___ Records to use

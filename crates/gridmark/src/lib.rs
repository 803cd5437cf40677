#![forbid(unsafe_code)]

//! gridmark public facade crate.
//!
//! Re-exports the common types from the component crates, adds the
//! aggregate [`EngineConfig`], and wires everything into a host-driven
//! [`Session`]: key tokens in, markup out.

use std::fmt;

pub mod config;
pub mod session;

pub use config::EngineConfig;
pub use session::{App, AppCommand, KeyOutcome, Session};

// --- Core re-exports -------------------------------------------------------

pub use gridmark_core::geometry::Rect;
pub use gridmark_core::key::{Key, KeyCode, Modifiers};
pub use gridmark_core::timer::Timer;

// --- Render re-exports -----------------------------------------------------

pub use gridmark_render::buffer::Buffer;
pub use gridmark_render::cell::{Cell, Color, NamedColor, Style, StyleFlags};
pub use gridmark_render::drawing::{BorderStyle, Draw};
pub use gridmark_render::renderer::{
    FrameKind, LinePatch, RenderStats, RenderedFrame, Renderer, RendererConfig,
};

// --- Runtime re-exports ----------------------------------------------------

pub use gridmark_runtime::{
    Admission, DebounceConfig, DebouncePreset, Debouncer, Dispatch, FlowOutcome, FlowStats,
    InputFlow, RefreshConfig, RefreshController, RefreshMode, RefreshTelemetry, TokenBucket,
    TokenBucketConfig,
};

// --- Plugin re-exports -----------------------------------------------------

pub use gridmark_plugin::{
    HostContext, InputResponse, InputResult, KeyResponse, KeyResult, Plugin, PluginError,
    PluginManager, PluginMetadata, PluginOutput,
};

// --- Errors ---------------------------------------------------------------

/// Top-level error type for gridmark hosts.
#[derive(Debug, Clone, PartialEq, Eq)]
pub enum Error {
    /// Plugin lifecycle failure.
    Plugin(PluginError),
    /// Configuration rejected at session construction.
    Config(String),
}

impl fmt::Display for Error {
    fn fmt(&self, f: &mut fmt::Formatter<'_>) -> fmt::Result {
        match self {
            Self::Plugin(err) => write!(f, "{err}"),
            Self::Config(msg) => write!(f, "invalid config: {msg}"),
        }
    }
}

impl std::error::Error for Error {
    fn source(&self) -> Option<&(dyn std::error::Error + 'static)> {
        match self {
            Self::Plugin(err) => Some(err),
            Self::Config(_) => None,
        }
    }
}

impl From<PluginError> for Error {
    fn from(err: PluginError) -> Self {
        Self::Plugin(err)
    }
}

/// Standard result type for gridmark APIs.
pub type Result<T> = std::result::Result<T, Error>;

// --- Prelude --------------------------------------------------------------

pub mod prelude {
    pub use crate::{
        App, AppCommand, Buffer, Draw, EngineConfig, Error, HostContext, Key, KeyCode, Plugin,
        PluginOutput, Result, Session, Style,
    };

    pub use crate::{core, plugin, render, runtime};
}

pub use gridmark_core as core;
pub use gridmark_plugin as plugin;
pub use gridmark_render as render;
pub use gridmark_runtime as runtime;
#![forbid(unsafe_code)]

//! Explicit scheduled-event object.
//!
//! Components never spawn threads or sleep. When they need to act later they
//! arm a [`Timer`] and expose its [`deadline`](Timer::deadline); the host
//! schedules a callback for that instant and calls back in. Firing consumes
//! the timer, so a callback that arrives after `cancel` (or twice) is a no-op.

use std::time::{Duration, Instant};

/// A one-shot deadline that can be armed, cancelled and fired.
#[derive(Debug, Clone, Copy, Default, PartialEq, Eq)]
pub struct Timer {
    deadline: Option<Instant>,
}

impl Timer {
    /// A disarmed timer.
    #[must_use]
    pub const fn new() -> Self {
        Self { deadline: None }
    }

    /// Arm the timer to fire `delay` after `now`, replacing any prior deadline.
    pub fn arm_at(&mut self, now: Instant, delay: Duration) {
        self.deadline = Some(now + delay);
    }

    /// Disarm the timer. Calling this on a disarmed timer does nothing.
    pub fn cancel(&mut self) {
        self.deadline = None;
    }

    /// Whether the timer is armed.
    #[inline]
    #[must_use]
    pub const fn is_armed(&self) -> bool {
        self.deadline.is_some()
    }

    /// The instant the timer fires, if armed.
    #[inline]
    #[must_use]
    pub const fn deadline(&self) -> Option<Instant> {
        self.deadline
    }

    /// Whether the timer is armed and its deadline has passed.
    #[must_use]
    pub fn is_due_at(&self, now: Instant) -> bool {
        self.deadline.is_some_and(|deadline| now >= deadline)
    }

    /// Time left until the deadline (zero once due), if armed.
    #[must_use]
    pub fn remaining_at(&self, now: Instant) -> Option<Duration> {
        self.deadline
            .map(|deadline| deadline.saturating_duration_since(now))
    }

    /// Fire the timer if due. Returns `true` exactly once per arming.
    pub fn fire_at(&mut self, now: Instant) -> bool {
        if self.is_due_at(now) {
            self.deadline = None;
            true
        } else {
            false
        }
    }
}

______

Task objective -
Retype the material precisely, leaving out no line.

Written solution -
filename crates/gridmark/src/lib.rs
repository 803cd5437cf40677
#![forbid(unsafe_code)]

//! gridmark public facade crate.
//!
//! Re-exports the common types from the component crates, adds the
//! aggregate [`EngineConfig`], and wires everything into a host-driven
//! [`Session`]: key tokens in, markup out.

use std::fmt;

pub mod config;
pub mod session;

pub use config::EngineConfig;
pub use session::{App, AppCommand, KeyOutcome, Session};

// --- Core re-exports -------------------------------------------------------

pub use gridmark_core::geometry::Rect;
pub use gridmark_core::key::{Key, KeyCode, Modifiers};
pub use gridmark_core::timer::Timer;

// --- Render re-exports -----------------------------------------------------

pub use gridmark_render::buffer::Buffer;
pub use gridmark_render::cell::{Cell, Color, NamedColor, Style, StyleFlags};
pub use gridmark_render::drawing::{BorderStyle, Draw};
pub use gridmark_render::renderer::{
    FrameKind, LinePatch, RenderStats, RenderedFrame, Renderer, RendererConfig,
};

// --- Runtime re-exports ----------------------------------------------------

pub use gridmark_runtime::{
    Admission, DebounceConfig, DebouncePreset, Debouncer, Dispatch, FlowOutcome, FlowStats,
    InputFlow, RefreshConfig, RefreshController, RefreshMode, RefreshTelemetry, TokenBucket,
    TokenBucketConfig,
};

// --- Plugin re-exports -----------------------------------------------------

pub use gridmark_plugin::{
    HostContext, InputResponse, InputResult, KeyResponse, KeyResult, Plugin, PluginError,
    PluginManager, PluginMetadata, PluginOutput,
};

// --- Errors ---------------------------------------------------------------

/// Top-level error type for gridmark hosts.
#[derive(Debug, Clone, PartialEq, Eq)]
pub enum Error {
    /// Plugin lifecycle failure.
    Plugin(PluginError),
    /// Configuration rejected at session construction.
    Config(String),
}

impl fmt::Display for Error {
    fn fmt(&self, f: &mut fmt::Formatter<'_>) -> fmt::Result {
        match self {
            Self::Plugin(err) => write!(f, "{err}"),
            Self::Config(msg) => write!(f, "invalid config: {msg}"),
        }
    }
}

impl std::error::Error for Error {
    fn source(&self) -> Option<&(dyn std::error::Error + 'static)> {
        match self {
            Self::Plugin(err) => Some(err),
            Self::Config(_) => None,
        }
    }
}

impl From<PluginError> for Error {
    fn from(err: PluginError) -> Self {
        Self::Plugin(err)
    }
}

/// Standard result type for gridmark APIs.
pub type Result<T> = std::result::Result<T, Error>;

// --- Prelude --------------------------------------------------------------

pub mod prelude {
    pub use crate::{
        App, AppCommand, Buffer, Draw, EngineConfig, Error, HostContext, Key, KeyCode, Plugin,
        PluginOutput, Result, Session, Style,
    };

    pub use crate::{core, plugin, render, runtime};
}

pub use gridmark_core as core;
pub use gridmark_plugin as plugin;
pub use gridmark_render as render;
pub use gridmark_runtime as runtime;
#![forbid(unsafe_code)]

//! Explicit scheduled-event object.
//!
//! Components never spawn threads or sleep. When they need to act later they
//! arm a [`Timer`] and expose its [`deadline`](Timer::deadline); the host
//! schedules a callback for that instant and calls back in. Firing consumes
//! the timer, so a callback that arrives after `cancel` (or twice) is a no-op.

use std::time::{Duration, Instant};

/// A one-shot deadline that can be armed, cancelled and fired.
#[derive(Debug, Clone, Copy, Default, PartialEq, Eq)]
pub struct Timer {
    deadline: Option<Instant>,
}

impl Timer {
    /// A disarmed timer.
    #[must_use]
    pub const fn new() -> Self {
        Self { deadline: None }
    }

    /// Arm the timer to fire `delay` after `now`, replacing any prior deadline.
    pub fn arm_at(&mut self, now: Instant, delay: Duration) {
        self.deadline = Some(now + delay);
    }

    /// Disarm the timer. Calling this on a disarmed timer does nothing.
    pub fn cancel(&mut self) {
        self.deadline = None;
    }

    /// Whether the timer is armed.
    #[inline]
    #[must_use]
    pub const fn is_armed(&self) -> bool {
        self.deadline.is_some()
    }

    /// The instant the timer fires, if armed.
    #[inline]
    #[must_use]
    pub const fn deadline(&self) -> Option<Instant> {
        self.deadline
    }

    /// Whether the timer is armed and its deadline has passed.
    #[must_use]
    pub fn is_due_at(&self, now: Instant) -> bool {
        self.deadline.is_some_and(|deadline| now >= deadline)
    }

    /// Time left until the deadline (zero once due), if armed.
    #[must_use]
    pub fn remaining_at(&self, now: Instant) -> Option<Duration> {
        self.deadline
            .map(|deadline| deadline.saturating_duration_since(now))
    }

    /// Fire the timer if due. Returns `true` exactly once per arming.
    pub fn fire_at(&mut self, now: Instant) -> bool {
        if self.is_due_at(now) {
            self.deadline = None;
            true
        } else {
            false
        }
    }
}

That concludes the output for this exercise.